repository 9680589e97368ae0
pub mod factory;
pub mod repositories;
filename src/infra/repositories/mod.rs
pub mod sqlite_auth_repo;
pub mod sqlite_location_repo;
pub mod sqlite_property_repo;
pub mod sqlite_user_repo;

pub mod postgres_auth_repo;
pub mod postgres_location_repo;
pub mod postgres_property_repo;
pub mod postgres_user_repo;
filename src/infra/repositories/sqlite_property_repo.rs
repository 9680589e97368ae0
use crate::domain::{models::property::Property, ports::PropertyRepository};
use crate::error::AppError;
use async_trait::async_trait;
use sqlx::SqlitePool;

const PROPERTY_COLUMNS: &str = "id, title, description, street, phase_id, property_type, status, price, agent_id, created_at";

pub struct SqlitePropertyRepo {
    pool: SqlitePool,
}

impl SqlitePropertyRepo {
    pub fn new(pool: SqlitePool) -> Self {
        Self { pool }
    }
}

#[async_trait]
impl PropertyRepository for SqlitePropertyRepo {
    async fn create(&self, property: &Property) -> Result<Property, AppError> {
        sqlx::query_as::<_, Property>(&format!(
            "INSERT INTO properties ({PROPERTY_COLUMNS}) VALUES (?, ?, ?, ?, ?, ?, ?, ?, ?, ?) RETURNING {PROPERTY_COLUMNS}"
        ))
            .bind(&property.id)
            .bind(&property.title)
            .bind(&property.description)
            .bind(&property.street)
            .bind(&property.phase_id)
            .bind(property.property_type.as_str())
            .bind(property.status.as_str())
            .bind(property.price)
            .bind(&property.agent_id)
            .bind(property.created_at)
            .fetch_one(&self.pool)
            .await
            .map_err(AppError::from_db)
    }

    async fn find_by_id(&self, id: &str) -> Result<Option<Property>, AppError> {
        sqlx::query_as::<_, Property>(&format!("SELECT {PROPERTY_COLUMNS} FROM properties WHERE id = ?"))
            .bind(id)
            .fetch_optional(&self.pool).await.map_err(AppError::Database)
    }

    async fn list(&self) -> Result<Vec<Property>, AppError> {
        sqlx::query_as::<_, Property>(&format!("SELECT {PROPERTY_COLUMNS} FROM properties ORDER BY created_at DESC"))
            .fetch_all(&self.pool).await.map_err(AppError::Database)
    }

    async fn update(&self, property: &Property) -> Result<Property, AppError> {
        sqlx::query_as::<_, Property>(&format!(
            "UPDATE properties SET title = ?, description = ?, street = ?, phase_id = ?, property_type = ?, status = ?, price = ?, agent_id = ? WHERE id = ? RETURNING {PROPERTY_COLUMNS}"
        ))
            .bind(&property.title)
            .bind(&property.description)
            .bind(&property.street)
            .bind(&property.phase_id)
            .bind(property.property_type.as_str())
            .bind(property.status.as_str())
            .bind(property.price)
            .bind(&property.agent_id)
            .bind(&property.id)
            .fetch_optional(&self.pool)
            .await
            .map_err(AppError::from_db)?
            .ok_or(AppError::NotFound("Property not found".into()))
    }

    async fn delete(&self, id: &str) -> Result<(), AppError> {
        let result = sqlx::query("DELETE FROM properties WHERE id = ?")
            .bind(id)
            .execute(&self.pool)
            .await
            .map_err(AppError::from_db_delete)?;

        if result.rows_affected() == 0 {
            return Err(AppError::NotFound("Property not found".into()));
        }
        Ok(())
    }
}
use axum::{
    extract::{Path, State},
    http::{StatusCode, Uri},
    response::{IntoResponse, Redirect, Response},
    Form,
};
use std::sync::Arc;
use tera::Context;
use tower_cookies::Cookies;
use tracing::{info, warn};

use crate::api::dtos::requests::{CreatePropertyForm, PropertyForm};
use crate::api::dtos::responses::AgentOption;
use crate::api::extractors::auth::AuthUser;
use crate::api::handlers::dialog::{close, press};
use crate::api::views::{ensure_permitted, push_flash, Page};
use crate::domain::dialogs::{
    property_editor::{PropertyDraft, PropertyEditor},
    EditDialog, REQUIRED_FIELDS_MESSAGE,
};
use crate::domain::models::{
    auth::Principal,
    notification::Notification,
    property::{Property, PropertyStatus, PropertyType},
    role::Role,
};
use crate::error::AppError;
use crate::state::AppState;

const PROPERTIES_ROUTE: &str = "/properties";

/// Roles allowed to create and edit listings; clients only browse.
const EDITOR_ROLES: [Role; 3] = [Role::Admin, Role::Manager, Role::Agent];

fn can_edit(principal: &Principal) -> bool {
    EDITOR_ROLES.iter().any(|r| principal.has_authority(r.authority()))
}

fn ensure_editor(state: &AppState, principal: &Principal) -> Result<(), AppError> {
    ensure_permitted(state, principal, PROPERTIES_ROUTE)?;
    if !can_edit(principal) {
        warn!("User {} may not edit properties", principal.user_id);
        return Err(AppError::Forbidden("Property editing denied".into()));
    }
    Ok(())
}

fn type_names() -> Vec<&'static str> {
    PropertyType::ALL.iter().map(PropertyType::as_str).collect()
}

fn status_names() -> Vec<&'static str> {
    PropertyStatus::ALL.iter().map(PropertyStatus::as_str).collect()
}

pub async fn list_properties(
    State(state): State<Arc<AppState>>,
    AuthUser(principal): AuthUser,
    cookies: Cookies,
) -> Result<impl IntoResponse, AppError> {
    ensure_permitted(&state, &principal, PROPERTIES_ROUTE)?;

    let properties = state.property_repo.list().await?;
    let phases = state.location_repo.list_phases().await?;

    let mut ctx = Context::new();
    ctx.insert("title", "Properties");
    ctx.insert("properties", &properties);
    ctx.insert("phases", &phases);
    ctx.insert("property_types", &type_names());
    ctx.insert("can_edit", &can_edit(&principal));
    Page::new(&state, &principal, PROPERTIES_ROUTE, &cookies).render("properties.html", ctx)
}

pub async fn create_property(
    State(state): State<Arc<AppState>>,
    AuthUser(principal): AuthUser,
    cookies: Cookies,
    Form(form): Form<CreatePropertyForm>,
) -> Result<Response, AppError> {
    ensure_editor(&state, &principal)?;
    principal.verify_csrf(&form.csrf_token)?;

    let title = form.title.trim();
    let property_type: Option<PropertyType> = form.property_type.parse().ok();
    let price: Option<i64> = form.price.trim().parse().ok().filter(|p| *p >= 0);

    let notification = match (property_type, price) {
        (Some(property_type), Some(price)) if !title.is_empty() && !form.phase_id.is_empty() => {
            let mut property = Property::new(title.to_string(), form.phase_id.clone(), property_type, price);
            if principal.has_authority(Role::Agent.authority()) {
                property.agent_id = Some(principal.user_id.clone());
            }
            match state.property_repo.create(&property).await {
                Ok(created) => {
                    info!("Property {} created by {}", created.id, principal.user_id);
                    Notification::success("Property created successfully")
                }
                Err(e) => Notification::error(format!("Unable to create property: {}", e)),
            }
        }
        (_, None) if !form.price.trim().is_empty() => Notification::error("price: must be a whole number"),
        _ => Notification::error(REQUIRED_FIELDS_MESSAGE),
    };

    push_flash(&cookies, &[notification]);
    Ok(Redirect::to(PROPERTIES_ROUTE).into_response())
}

async fn open_property_editor(state: &AppState, id: &str) -> Result<EditDialog<PropertyDraft>, AppError> {
    let property = state.property_repo.find_by_id(id).await?
        .ok_or(AppError::NotFound("Property not found".into()))?;
    Ok(EditDialog::open(Arc::new(PropertyEditor::new(state.property_repo.clone())), &property, || {}))
}

async fn render_property_editor(
    state: &Arc<AppState>,
    principal: &Principal,
    cookies: &Cookies,
    uri: &Uri,
    dialog: &mut EditDialog<PropertyDraft>,
    status: StatusCode,
) -> Result<Response, AppError> {
    let phases = state.location_repo.list_phases().await?;
    let agents: Vec<AgentOption> = state
        .user_directory
        .list_users()
        .await?
        .into_iter()
        .filter(|u| u.roles.contains(Role::Agent))
        .map(|u| AgentOption { id: u.id, username: u.username })
        .collect();

    let mut page = Page::new(state, principal, uri.path(), cookies);
    page.notify_all(dialog.take_notifications());

    let mut ctx = Context::new();
    ctx.insert("title", "Edit Property");
    ctx.insert("property_id", &dialog.entity().id);
    ctx.insert("draft", dialog.draft());
    ctx.insert("phases", &phases);
    ctx.insert("agents", &agents);
    ctx.insert("property_types", &type_names());
    ctx.insert("statuses", &status_names());
    Ok((status, page.render("property_edit.html", ctx)?).into_response())
}

pub async fn edit_property_page(
    State(state): State<Arc<AppState>>,
    AuthUser(principal): AuthUser,
    cookies: Cookies,
    uri: Uri,
    Path(property_id): Path<String>,
) -> Result<Response, AppError> {
    ensure_editor(&state, &principal)?;

    let mut dialog = open_property_editor(&state, &property_id).await?;
    render_property_editor(&state, &principal, &cookies, &uri, &mut dialog, StatusCode::OK).await
}

pub async fn edit_property(
    State(state): State<Arc<AppState>>,
    AuthUser(principal): AuthUser,
    cookies: Cookies,
    uri: Uri,
    Path(property_id): Path<String>,
    Form(form): Form<PropertyForm>,
) -> Result<Response, AppError> {
    ensure_editor(&state, &principal)?;
    principal.verify_csrf(&form.csrf_token)?;

    let action = form.action;
    let mut dialog = open_property_editor(&state, &property_id).await?.with_draft(form.into_draft());

    match press(&mut dialog, action).await {
        None => Ok(close(&cookies, &mut dialog, PROPERTIES_ROUTE)),
        Some(status) => render_property_editor(&state, &principal, &cookies, &uri, &mut dialog, status).await,
    }
}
================================
▶ _What is expected_
Write out only the lines from the very start of the entries above to the line that includes "const PROPERTY_COLUMNS: &str", both ends included, each one unchanged.

▶ _Response area_
repository 9680589e97368ae0
pub mod factory;
pub mod repositories;
filename src/infra/repositories/mod.rs
pub mod sqlite_auth_repo;
pub mod sqlite_location_repo;
pub mod sqlite_property_repo;
pub mod sqlite_user_repo;

pub mod postgres_auth_repo;
pub mod postgres_location_repo;
pub mod postgres_property_repo;
pub mod postgres_user_repo;
filename src/infra/repositories/sqlite_property_repo.rs
repository 9680589e97368ae0
use crate::domain::{models::property::Property, ports::PropertyRepository};
use crate::error::AppError;
use async_trait::async_trait;
use sqlx::SqlitePool;

const PROPERTY_COLUMNS: &str = "id, title, description, street, phase_id, property_type, status, price, agent_id, created_at";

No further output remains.